Feature slideshow using Javascript
Quite a few websites have features on their homepage rotating news stories and attractive imagery - it's a cool way to capture the user's attention. I'm thinking of items like on ITV.com (done using Flash) and LussoLuxury.com (done using an iFrame). They're attractive and quite practical, so let's look at making a really simple implementation of one.
I'm using Mootools release 1.2 for this (bundled in the download).
What it needs to do
All I want is a simple panel that shows an image and a strapline; this panel then fades out and a new one fades in every 8-10 seconds and continues forevermore. Nice and simple. So I've got 4 images (cars and boats) each with a strapline that I want to see rotating every 8 seconds. Simple, non?
XHTML
As always I've wrapped it in a container div, with a slideshow-container div wrapped around that (just to keep things tidy). Then each of the panels is set as a slideshow-item.
It's all very straight forward here; an image and the strapline (wrapped in the slideshow-text div.

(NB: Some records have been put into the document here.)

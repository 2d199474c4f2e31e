//! # SIP Accept-Language Header
//!
//! The Accept-Language header field lists the languages preferred for
//! reason phrases, session descriptions and status responses
//! ([RFC 3261 Section 20.3](https://datatracker.ietf.org/doc/html/rfc3261#section-20.3)).
//!
//! ```text
//! Accept-Language = "Accept-Language" HCOLON [ language *(COMMA language) ]
//! language        = language-range *(SEMI accept-param)
//! language-range  = ( ( 1*8ALPHA *( "-" 1*8ALPHA ) ) / "*" )
//! ```
//!
//! A range made of token characters that is not a valid language-range
//! (`en_US`) is a parse error rather than being silently dropped.
//!
//! ## Examples
//!
//! ```rust
//! use rvoip_sip_headers::prelude::*;
//!
//! let group = HeaderFieldGroup::<AcceptLanguage>::parse("Accept-Language: da, en-gb;q=0.8, en;q=0.7").unwrap();
//! assert_eq!(group.len(), 3);
//! assert_eq!(group.get(1).unwrap().language(), "en-gb");
//!
//! assert!("en_US".parse::<AcceptLanguage>().is_err());
//! ```

use nom::sequence::pair;
use serde::{Deserialize, Serialize};

use super::header::{discard, impl_header_conversions, HeaderField, Parameterized};
use super::param::{ParamSpec, Parameter, ParameterList};
use super::qvalue::{validate_q, AcceptParams, QualityValued};
use crate::error::{Error, Result};
use crate::grammar::is_unreserved_language_range;
use crate::parser::params::semicolon_params0;
use crate::parser::{parse_complete, token};

/// The Accept-Language header field: one language range with its accept-params.
#[derive(Debug, Clone, Default, Serialize, Deserialize)]
pub struct AcceptLanguage {
    language: String,
    accept: AcceptParams,
}

fn check_range(language: &str) -> Result<()> {
    if language.is_empty() {
        return Err(Error::missing("language range"));
    }
    if !is_unreserved_language_range(language) {
        return Err(Error::format("language range", language));
    }
    Ok(())
}

impl AcceptLanguage {
    pub fn new(language: &str) -> Result<Self> {
        check_range(language)?;
        Ok(AcceptLanguage {
            language: language.to_string(),
            accept: AcceptParams::new(),
        })
    }

    pub fn language(&self) -> &str {
        &self.language
    }

    pub fn set_language(&mut self, language: &str) -> Result<()> {
        check_range(language)?;
        self.language = language.to_string();
        Ok(())
    }
}

impl HeaderField for AcceptLanguage {
    const NAME: &'static str = "Accept-Language";
    const ALLOW_MULTIPLE: bool = true;

    fn reset(&mut self) {
        self.language.clear();
        self.accept.clear();
    }

    fn parse_value(&mut self, value: &str) -> Result<()> {
        let Some((language, params)) = parse_complete(pair(token, semicolon_params0), value) else {
            discard(Self::NAME, value);
            return Ok(());
        };
        check_range(language)?;
        self.language = language.to_string();
        self.accept = AcceptParams::from_params(Self::NAME, &Self::PARAMS, params)?;
        Ok(())
    }

    fn value_string(&self) -> String {
        format!("{}{}", self.language, self.accept)
    }

    fn is_valid(&self) -> bool {
        !self.language.is_empty()
    }
}

impl Parameterized for AcceptLanguage {
    const PARAMS: ParamSpec = ParamSpec {
        known: &["q"],
        allow_generic: true,
        validate: validate_q,
    };

    fn params(&self) -> &ParameterList {
        self.accept.extensions()
    }

    fn params_mut(&mut self) -> &mut ParameterList {
        self.accept.extensions_mut()
    }

    fn add_param(&mut self, param: Parameter) -> Result<()> {
        self.accept.add(Self::NAME, &Self::PARAMS, param)
    }

    fn remove_param(&mut self, name: &str) -> Option<Parameter> {
        self.accept.remove(name)
    }
}

impl QualityValued for AcceptLanguage {
    fn accept_params(&self) -> &AcceptParams {
        &self.accept
    }

    fn accept_params_mut(&mut self) -> &mut AcceptParams {
        &mut self.accept
    }
}

impl PartialEq for AcceptLanguage {
    fn eq(&self, other: &Self) -> bool {
        self.language.eq_ignore_ascii_case(&other.language) && self.accept == other.accept
    }
}

impl_header_conversions!(AcceptLanguage);

#[cfg(test)]
mod tests {
    use super::*;
    use crate::types::qvalue::QValue;

    #[test]
    fn test_parse() {
        let language = AcceptLanguage::from_value("en-gb;q=0.8").unwrap();
        assert_eq!(language.language(), "en-gb");
        assert_eq!(language.q(), Some(QValue::from_thousandths(800).unwrap()));
    }

    #[test]
    fn test_malformed_range_is_parse_error() {
        let err = AcceptLanguage::from_value("en_US").unwrap_err();
        assert!(err.is_parse_error());
        assert!(matches!(err.validation_cause(), Some(Error::InvalidFormat { .. })));
    }

    #[test]
    fn test_default_is_empty() {
        let language = AcceptLanguage::default();
        assert_eq!(language.language(), "");
        assert!(!language.is_valid());
    }

    #[test]
    fn test_setter_rejects_bad_range() {
        let mut language = AcceptLanguage::new("fr").unwrap();
        assert!(language.set_language("toolonglanguage").is_err());
        assert!(matches!(language.set_language(""), Err(Error::MissingValue { .. })));
        assert_eq!(language.language(), "fr");
        language.set_language("*").unwrap();
        assert_eq!(language.to_string(), "Accept-Language: *");
    }

    #[test]
    fn test_equality_ignores_case() {
        assert_eq!(AcceptLanguage::new("EN-GB").unwrap(), AcceptLanguage::new("en-gb").unwrap());
    }
}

The important thing to note is the addition of the noscript class on the container. This is something I'm using to ensure that the page loads with different CSS rules when JS is disabled; because how I'm managing the transitions isn't very accessible otherwise - but we'll get to that in a minute.
CSS
I'm setting widths and height on the container which governs the panel's dimensions. I'm setting both width and height on the slideshow-item too with an overflow of hidden; this means that images larger than these dimensions will be cropped rather than breaking the layout.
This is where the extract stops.